Todesfall »nicht medienrelevant«

Die Staatsanwaltschaft Wuppertal hielt Tod in Polizeigewahrsam für nicht berichtenswert

In Wuppertal ist ein 24-jähriger griechischstämmiger Mann in Polizeigewahrsam gestorben. Der Todesfall ereignete sich schon am frühen Morgen des 1. November. Auf Nachfrage des »nd« schildert die Staatsanwaltschaft, was sich ereignet haben soll. Ein Taxifahrer habe in den frühen Morgenstunden die Polizei gerufen, weil sich zwei ehemalige Fahrgäste über die Straße »gewälzt« haben sollen. Die eingetroffene Polizei habe einen »hoch aggressiven« Mann und seine Schwester vorgefunden. Der Mann sei überwältigt und in Polizeigewahrsam gebracht worden. Dort habe er sich, nachdem ihm die Handschellen abgenommen wurden, wieder aggressiv gezeigt. Ein Polizeiarzt habe dann eine Blutprobe genommen. Unmittelbar danach habe der Mann einen Kreislaufzusammenbruch erlitten. Wiederbelebungsversuche durch den Polizeiarzt und den hinzugerufenen Rettungsdienst seien erfolglos gewesen. Der Mann ist verstorben. Die Staatsanwaltschaft leitete daraufhin ein Todesermittlungsverfahren ein.

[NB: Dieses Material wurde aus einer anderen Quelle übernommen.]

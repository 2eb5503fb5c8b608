//! Source text management
//!
//! [`SourceBuffer`] owns the full contents of one compilation unit and exposes
//! the character-level cursor the lexer drives: peek with bounded lookahead,
//! consume with line/column tracking, and the storage swap used by the
//! comment-stripping pre-pass. The buffer is loaded whole; there is no
//! streaming and no size cap.

use std::fmt;
use std::fs;
use std::io;
use std::path::Path;

/// NUL doubles as the end-of-input sentinel returned by [`SourceBuffer::peek`].
pub const EOF_CHAR: char = '\0';

/// A 1-based line/column position in the source text.
#[derive(Debug, Clone, Copy, PartialEq, Eq)]
pub struct SourceLocation {
    pub line: usize,
    pub column: usize,
}

impl SourceLocation {
    pub fn new(line: usize, column: usize) -> Self {
        Self { line, column }
    }

    /// The position of the first character of a buffer.
    pub fn start() -> Self {
        Self::new(1, 1)
    }
}

impl fmt::Display for SourceLocation {
    fn fmt(&self, f: &mut fmt::Formatter<'_>) -> fmt::Result {
        write!(f, "{}:{}", self.line, self.column)
    }
}

/// In-memory character buffer with a forward-only cursor.
///
/// The cursor never rewinds: callers that need to look past the current
/// character use [`peek_ahead`](SourceBuffer::peek_ahead) before consuming,
/// so the tracked location is always exact.
pub struct SourceBuffer {
    chars: Vec<char>,
    pos: usize,
    location: SourceLocation,
    eof_reached: bool,
}

impl SourceBuffer {
    /// Load a source file whole. Fails with the underlying IO error if the
    /// file cannot be opened or is not valid UTF-8.
    pub fn from_file(path: impl AsRef<Path>) -> io::Result<Self> {
        let text = fs::read_to_string(path)?;
        Ok(Self::from_source(&text))
    }

    /// Wrap source text that the caller already holds.
    pub fn from_source(source: &str) -> Self {
        Self {
            chars: source.chars().collect(),
            pos: 0,
            location: SourceLocation::start(),
            eof_reached: false,
        }
    }

    /// Location of the character [`peek`](SourceBuffer::peek) would return.
    pub fn location(&self) -> SourceLocation {
        self.location
    }

    /// Current character without consuming it; [`EOF_CHAR`] at end of input.
    pub fn peek(&self) -> char {
        self.chars.get(self.pos).copied().unwrap_or(EOF_CHAR)
    }

    /// Character `n` positions past the cursor; [`EOF_CHAR`] when out of range.
    pub fn peek_ahead(&self, n: usize) -> char {
        self.chars.get(self.pos + n).copied().unwrap_or(EOF_CHAR)
    }

    /// Consume and return the current character, updating the location:
    /// a newline bumps the line and resets the column, anything else bumps
    /// the column. Consuming at or past the end returns [`EOF_CHAR`] and
    /// latches the end-of-input flag.
    pub fn advance(&mut self) -> char {
        if self.pos >= self.chars.len() {
            self.eof_reached = true;
            return EOF_CHAR;
        }

        let ch = self.chars[self.pos];
        self.pos += 1;

        if ch == '\n' {
            self.location.line += 1;
            self.location.column = 1;
        } else {
            self.location.column += 1;
        }

        ch
    }

    /// True once the cursor has passed the last character.
    pub fn at_end(&self) -> bool {
        self.pos >= self.chars.len()
    }

    /// True once [`advance`](SourceBuffer::advance) has run past the buffer.
    pub fn eof_reached(&self) -> bool {
        self.eof_reached
    }

    /// Restore the initial cursor and location state.
    pub fn reset(&mut self) {
        self.pos = 0;
        self.location = SourceLocation::start();
        self.eof_reached = false;
    }

    /// Swap the underlying character storage. The cursor is left where it
    /// was; callers pair this with [`reset`](SourceBuffer::reset).
    pub fn replace_contents(&mut self, chars: Vec<char>) {
        self.chars = chars;
    }
}

#[cfg(test)]
mod tests {
    use super::*;

    #[test]
    fn test_peek_and_advance() {
        let mut buffer = SourceBuffer::from_source("ab");
        assert_eq!(buffer.peek(), 'a');
        assert_eq!(buffer.advance(), 'a');
        assert_eq!(buffer.peek(), 'b');
        assert_eq!(buffer.peek_ahead(1), EOF_CHAR);
        assert_eq!(buffer.advance(), 'b');
        assert_eq!(buffer.peek(), EOF_CHAR);
    }

    #[test]
    fn test_location_tracking_across_newlines() {
        let mut buffer = SourceBuffer::from_source("a\nbc");
        assert_eq!(buffer.location(), SourceLocation::new(1, 1));
        buffer.advance(); // 'a'
        assert_eq!(buffer.location(), SourceLocation::new(1, 2));
        buffer.advance(); // '\n'
        assert_eq!(buffer.location(), SourceLocation::new(2, 1));
        buffer.advance(); // 'b'
        assert_eq!(buffer.location(), SourceLocation::new(2, 2));
    }

    #[test]
    fn test_eof_flag_latches_only_after_consuming_past_end() {
        let mut buffer = SourceBuffer::from_source("x");
        buffer.advance();
        assert!(buffer.at_end());
        assert!(!buffer.eof_reached());
        assert_eq!(buffer.advance(), EOF_CHAR);
        assert!(buffer.eof_reached());
    }

    #[test]
    fn test_reset_restores_initial_state() {
        let mut buffer = SourceBuffer::from_source("a\nb");
        buffer.advance();
        buffer.advance();
        buffer.advance();
        buffer.advance();
        assert!(buffer.eof_reached());
        buffer.reset();
        assert!(!buffer.eof_reached());
        assert_eq!(buffer.location(), SourceLocation::start());
        assert_eq!(buffer.peek(), 'a');
    }

    #[test]
    fn test_replace_contents_swaps_storage() {
        let mut buffer = SourceBuffer::from_source("old text");
        buffer.advance();
        buffer.replace_contents(vec!['n', 'e', 'w']);
        buffer.reset();
        assert_eq!(buffer.advance(), 'n');
        assert_eq!(buffer.advance(), 'e');
        assert_eq!(buffer.advance(), 'w');
        assert!(buffer.at_end());
    }

    #[test]
    fn test_missing_file_is_an_io_error() {
        assert!(SourceBuffer::from_file("/no/such/file.c0").is_err());
    }
}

Die Wuppertaler Öffentlichkeit erfuhr nichts von dem Vorfall in Polizeigewahrsam. Das geschah erst am Samstag, und zwar über erstaunliche Umwege. Auf dem Athener Ableger der linken Nachrichtenplattform Indymedia erschienen ein kurzer Text und ein Video. In dem verwackelten Video ist nur zu erahnen, dass mehrere Polizisten versuchen, einen am Boden liegenden Mann zu fixieren. Die filmende Person beschwert sich bitterlich über die Festnahme und fängt an zu weinen. Sie ruft, dass der am Boden Liegende ein Kind sei. Die Polizisten fordern sie auf, Abstand zu halten, die Kamera ihres Telefons auszuschalten und ihnen ihren Ausweis zu geben. In dem kurzen Text bei Indymedia werden Vorwürfe gegen die Polizei erhoben. Es gebe kein forensisches Gutachten, den Angehörigen sei nicht erlaubt worden, die Leiche zu sehen. Über den Kurnachrichtendienst Twitter erreichte das Video am Samstagabend auch die Öffentlichkeit in Deutschland.

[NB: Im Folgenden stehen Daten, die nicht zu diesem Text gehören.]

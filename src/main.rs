// c0front: C0 front-end driver

use std::fs;
use std::path::Path;
use std::process;

use c0front::parser::lexer::Lexer;
use c0front::parser::parse::Parser;

fn usage(program_name: &str) {
    eprintln!("Usage: {} [--tokens] <file.c0>", program_name);
    eprintln!();
    eprintln!("Options:");
    eprintln!("  --tokens    dump the token stream instead of parsing");
}

fn main() {
    let args: Vec<String> = std::env::args().collect();
    let program_name = args.first().map(|s| s.as_str()).unwrap_or("c0front");

    let mut dump_tokens = false;
    let mut file = None;
    for arg in &args[1..] {
        if arg == "--tokens" {
            dump_tokens = true;
        } else {
            file = Some(arg.as_str());
        }
    }

    let file = match file {
        Some(file) => file,
        None => {
            eprintln!("Error: No input file provided");
            eprintln!();
            usage(program_name);
            process::exit(1);
        }
    };

    if !Path::new(file).exists() {
        eprintln!("Error: File '{}' not found", file);
        usage(program_name);
        process::exit(1);
    }

    let source = match fs::read_to_string(file) {
        Ok(source) => source,
        Err(err) => {
            eprintln!("Error: Failed to read '{}': {}", file, err);
            process::exit(1);
        }
    };

    if dump_tokens {
        let mut lexer = Lexer::from_source(&source);
        loop {
            let token = lexer.next_token();
            println!(
                "{:>4}:{:<4} {}",
                token.location.line, token.location.column, token
            );
            if token.is_eof() {
                break;
            }
        }
        for diag in lexer.diagnostics() {
            eprintln!("{}", diag.render(&source));
        }
        if !lexer.diagnostics().is_empty() {
            process::exit(1);
        }
        return;
    }

    let outcome = Parser::from_source(&source).parse();

    for diag in &outcome.diagnostics {
        eprintln!("{}", diag.render(&source));
    }

    eprintln!(
        "Parsed {}: {} top-level declaration(s), {} diagnostic(s).",
        file,
        outcome.unit.declarations.len(),
        outcome.diagnostics.len()
    );

    if !outcome.diagnostics.is_empty() {
        process::exit(1);
    }
}
//! # Introduction
//!
//! `c0front` is the front end of a compiler for C0, a small C-like teaching
//! language: it turns raw source text into an abstract syntax tree of
//! declarations, statements, and expressions, collecting lexical and syntax
//! diagnostics along the way instead of stopping at the first problem.
//!
//! ## Pipeline
//!
//! ```text
//! Source → SourceBuffer → Lexer → token vector → Parser → TranslationUnit
//! ```
//!
//! 1. [`source`] — owns the file contents and the character cursor with
//!    line/column tracking.
//! 2. [`parser::lexer`] — strips comments in a pre-pass, then produces one
//!    token per call.
//! 3. [`parser`] — materializes the full token vector and builds the tree by
//!    recursive descent, with precedence climbing for infix operators.
//! 4. [`parser::ast`] — the four closed node families and the tag-based
//!    `isa`/`try_narrow`/`narrow` utility for working with them.
//! 5. [`diagnostics`] — collected, renderable error reports.
//!
//! Parsing is single-threaded and synchronous: one file in, one
//! [`parser::ast::TranslationUnit`] plus diagnostics out. Only an IO failure
//! aborts the pipeline; malformed source yields a best-effort partial tree.

pub mod diagnostics;
pub mod parser;
pub mod source;

use std::io;
use std::path::Path;

pub use parser::parse::{ParseOutcome, Parser};

/// Parse one C0 source file. Fails only with an IO error; everything else
/// is reported through the outcome's diagnostic list.
pub fn parse_file(path: impl AsRef<Path>) -> io::Result<ParseOutcome> {
    Ok(Parser::from_file(path)?.parse())
}
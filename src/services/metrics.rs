use chrono::{Duration, NaiveDate};

use crate::models::{ChartPeriod, PeriodMetrics, PricePoint};

/// Points dated on or after `as_of - period.days_back()`.
pub fn filter_by_period(
    history: &[PricePoint],
    period: ChartPeriod,
    as_of: NaiveDate,
) -> Vec<PricePoint> {
    let cutoff = as_of - Duration::days(period.days_back());
    history
        .iter()
        .filter(|p| p.date >= cutoff)
        .cloned()
        .collect()
}

/// Dollar change, percent change and average intraday move of a series.
pub fn period_metrics(history: &[PricePoint]) -> Option<PeriodMetrics> {
    let first = history.first()?;
    let last = history.last()?;

    let dollar_change = last.close - first.close;
    let percent_change = if first.close != 0.0 {
        Some(dollar_change / first.close * 100.0)
    } else {
        None
    };

    let avg_daily_change =
        history.iter().map(|p| p.close - p.open).sum::<f64>() / history.len() as f64;

    Some(PeriodMetrics {
        dollar_change,
        percent_change,
        avg_daily_change,
    })
}

#[cfg(test)]
mod tests {
    use super::*;

    fn day(d: u32) -> NaiveDate {
        NaiveDate::from_ymd_opt(2024, 6, d).unwrap()
    }

    #[test]
    fn test_period_metrics() {
        let history = vec![
            PricePoint::new(day(3), 99.0, 101.0, 98.0, 100.0, 1_000.0),
            PricePoint::new(day(4), 100.0, 104.0, 99.0, 103.0, 1_200.0),
            PricePoint::new(day(5), 104.0, 111.0, 103.0, 110.0, 1_500.0),
        ];

        let m = period_metrics(&history).unwrap();
        assert_eq!(m.dollar_change, 10.0);
        assert!((m.percent_change.unwrap() - 10.0).abs() < 1e-12);
        assert!((m.avg_daily_change - 10.0 / 3.0).abs() < 1e-12);
    }

    #[test]
    fn test_period_metrics_empty_and_zero_start() {
        assert!(period_metrics(&[]).is_none());

        let history = vec![PricePoint::from_close(day(1), 0.0), PricePoint::from_close(day(2), 5.0)];
        let m = period_metrics(&history).unwrap();
        assert_eq!(m.dollar_change, 5.0);
        assert_eq!(m.percent_change, None);
    }

    #[test]
    fn test_filter_by_period() {
        let as_of = NaiveDate::from_ymd_opt(2024, 12, 31).unwrap();
        let history: Vec<PricePoint> = (0..400)
            .map(|i| PricePoint::from_close(as_of - Duration::days(399 - i), 100.0))
            .collect();

        assert_eq!(filter_by_period(&history, ChartPeriod::OneMonth, as_of).len(), 31);
        assert_eq!(filter_by_period(&history, ChartPeriod::SixMonths, as_of).len(), 181);
        assert_eq!(filter_by_period(&history, ChartPeriod::OneYear, as_of).len(), 366);
    }

    #[test]
    fn test_parse_period() {
        assert_eq!("1m".parse::<ChartPeriod>(), Ok(ChartPeriod::OneMonth));
        assert_eq!("6M".parse::<ChartPeriod>(), Ok(ChartPeriod::SixMonths));
        assert_eq!("1Y".parse::<ChartPeriod>(), Ok(ChartPeriod::OneYear));
        assert!("5D".parse::<ChartPeriod>().is_err());
    }
}
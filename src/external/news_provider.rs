use async_trait::async_trait;

use crate::external::price_provider::ProviderError;
use crate::models::NewsItem;

/// Sentiment-scored headline feed for a ticker
#[async_trait]
pub trait NewsProvider: Send + Sync {
    async fn fetch_news(&self, ticker: &str) -> Result<Vec<NewsItem>, ProviderError>;
}

/// Provider for deployments without a news feed
pub struct NoNews;

#[async_trait]
impl NewsProvider for NoNews {
    async fn fetch_news(&self, _ticker: &str) -> Result<Vec<NewsItem>, ProviderError> {
        Ok(Vec::new())
    }
}
use crate::config::IndicatorParams;
use crate::models::{average_sentiment, closes, NewsItem, PricePoint, TechnicalIndicators};
use crate::services::indicators::{momentum, rsi, sma};
use crate::services::signal_service::{generate_signal, SignalInputs};
use crate::services::volatility::{annualized_volatility, volatility_rating};

pub const SHORT_SMA_PERIOD: usize = 20;
pub const LONG_SMA_PERIOD: usize = 50;

/// Compute every indicator and the composite signal with default periods.
///
/// `history` must be in ascending date order. The current price is the last close.
pub fn calculate_technical_indicators(
    history: &[PricePoint],
    news: &[NewsItem],
) -> TechnicalIndicators {
    calculate_technical_indicators_with(history, news, None, &IndicatorParams::default())
}

/// Full form: an optional live quote overrides the last close as the
/// current price, and the lookback periods come from `params`.
///
/// A quote that is not finite or not positive is ignored.
pub fn calculate_technical_indicators_with(
    history: &[PricePoint],
    news: &[NewsItem],
    live_price: Option<f64>,
    params: &IndicatorParams,
) -> TechnicalIndicators {
    if history.is_empty() {
        return TechnicalIndicators::no_history();
    }

    let prices = closes(history);
    let current_price = live_price
        .filter(|p| p.is_finite() && *p > 0.0)
        .or_else(|| prices.last().copied());

    let sma20 = sma(&prices, SHORT_SMA_PERIOD);
    let sma50 = sma(&prices, LONG_SMA_PERIOD);
    let rsi14 = rsi(&prices, params.rsi_period);
    let momentum = momentum(&prices, params.momentum_period);
    let annualized = annualized_volatility(&prices);
    let volatility = volatility_rating(annualized);

    let outcome = generate_signal(&SignalInputs {
        sma20,
        sma50,
        rsi14,
        momentum,
        current_price,
        volatility,
        avg_news_sentiment: average_sentiment(news),
    });

    TechnicalIndicators {
        sma20,
        sma50,
        rsi14,
        momentum,
        volatility,
        annualized_volatility: annualized,
        signal: outcome.signal,
        signal_strength: outcome.strength,
        signal_reason: outcome.reason,
        score_breakdown: outcome.breakdown,
    }
}

#[cfg(test)]
mod tests {
    use super::*;
    use crate::models::{Signal, VolatilityRating};
    use chrono::{Duration, NaiveDate, Utc};

    fn history_from(closes: &[f64]) -> Vec<PricePoint> {
        let start = NaiveDate::from_ymd_opt(2024, 1, 1).unwrap();
        closes
            .iter()
            .enumerate()
            .map(|(i, &c)| PricePoint::from_close(start + Duration::days(i as i64), c))
            .collect()
    }

    #[test]
    fn test_empty_history() {
        let result = calculate_technical_indicators(&[], &[]);
        assert_eq!(result.sma20, None);
        assert_eq!(result.sma50, None);
        assert_eq!(result.rsi14, None);
        assert_eq!(result.momentum, None);
        assert_eq!(result.volatility, VolatilityRating::NotAvailable);
        assert_eq!(result.signal, Signal::Hold);
        assert_eq!(result.signal_strength, 0);
        assert_eq!(result.signal_reason, "Insufficient historical data");
        assert_eq!(result.score_breakdown.total_score(), 0);
    }

    #[test]
    fn test_short_history_only_has_momentum() {
        let closes: Vec<f64> = (0..10).map(|i| 100.0 + i as f64).collect();
        let history = history_from(&closes);
        let params = IndicatorParams {
            momentum_period: 9,
            ..IndicatorParams::default()
        };

        let result = calculate_technical_indicators_with(&history, &[], None, &params);
        assert_eq!(result.momentum, Some(9.0));
        assert_eq!(result.sma20, None);
        assert_eq!(result.sma50, None);
        assert_eq!(result.rsi14, None);
        assert_eq!(result.score_breakdown.momentum.score, 2);
    }

    #[test]
    fn test_live_price_overrides_last_close() {
        let closes = vec![100.0; 60];
        let history = history_from(&closes);

        let above = calculate_technical_indicators_with(
            &history,
            &[],
            Some(105.0),
            &IndicatorParams::default(),
        );
        assert_eq!(above.score_breakdown.price.score, 1);

        let flat = calculate_technical_indicators(&history, &[]);
        assert_eq!(flat.score_breakdown.price.score, 0);
    }

    #[test]
    fn test_invalid_live_price_falls_back_to_last_close() {
        let history = history_from(&[100.0; 60]);

        for quote in [-5.0, 0.0, f64::NAN, f64::INFINITY] {
            let result = calculate_technical_indicators_with(
                &history,
                &[],
                Some(quote),
                &IndicatorParams::default(),
            );
            assert_eq!(result.score_breakdown.price.score, 0, "quote {}", quote);
            assert_eq!(result.score_breakdown.price.reason, "Price at 50-day MA");
        }
    }

    #[test]
    fn test_news_feeds_sentiment_score() {
        let history = history_from(&[100.0; 5]);
        let news = vec![NewsItem::new(-4.0, Utc::now()), NewsItem::new(0.0, Utc::now())];

        let result = calculate_technical_indicators(&history, &news);
        assert_eq!(result.score_breakdown.news.score, -2);
        assert!(result.signal_reason.contains("Negative news sentiment"));
    }

    #[test]
    fn test_steady_uptrend_is_buy() {
        let closes: Vec<f64> = (0..60).map(|i| 100.0 + i as f64 * 0.1).collect();
        let result = calculate_technical_indicators(&history_from(&closes), &[]);

        // MA +3, RSI 100 overbought -2, momentum +2, price +1, volatility low +1
        assert_eq!(result.rsi14, Some(100.0));
        assert_eq!(result.volatility, VolatilityRating::Low);
        assert_eq!(result.score_breakdown.total_score(), 5);
        assert_eq!(result.signal, Signal::Buy);
        assert_eq!(result.signal_strength, 50);
    }
}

Gegenüber dem »nd« erklärt die Staatsanwaltschaft Wuppertal am Sonntagmorgen, dass es inzwischen eine Obduktion gegeben hat. Diese habe keine Hinweise darauf gegeben, dass das Verhalten der Polizei mit dem Tod des jungen Mannes zusammenhänge. Man warte noch ein toxikologisches Gutachten ab, da es Hinweise darauf gebe, dass der Mann in der Nacht Drogen konsumiert habe. Mit den Ermittlungen habe die Staatsanwaltschaft aus Neutralitätsgründen die Polizei Hagen beauftragt. Auf die Frage, warum der Todesfall in Polizeigewahrsam nicht öffentlich gemacht wurde, erklärte der Staatsanwalt, man habe einen »internistischen Notfall« mit Todesfolge nicht für »medienrelevant« gehalten.

Im Internet ist die Wut nach dem Todesfall groß. Seit 1990 zählt die Kampagne »Death in Custody« 199 Todesfälle von People of Color und von Rassismus betroffenen Personen. Gegenüber dem »nd« erklärte »Death in Custody«, dass »ein großer Teil des Polizeiproblems darin besteht, dass Fehlverhalten und etwaige Verbrechen vertuscht, Angehörige und die Öffentlichkeit nicht informiert werden«. Das sei auch in Wuppertal zu vermuten. Die Aussagen zu Drogenkonsum kriminalisierten den Toten im Nachhinein. Das sei ein übliches Muster.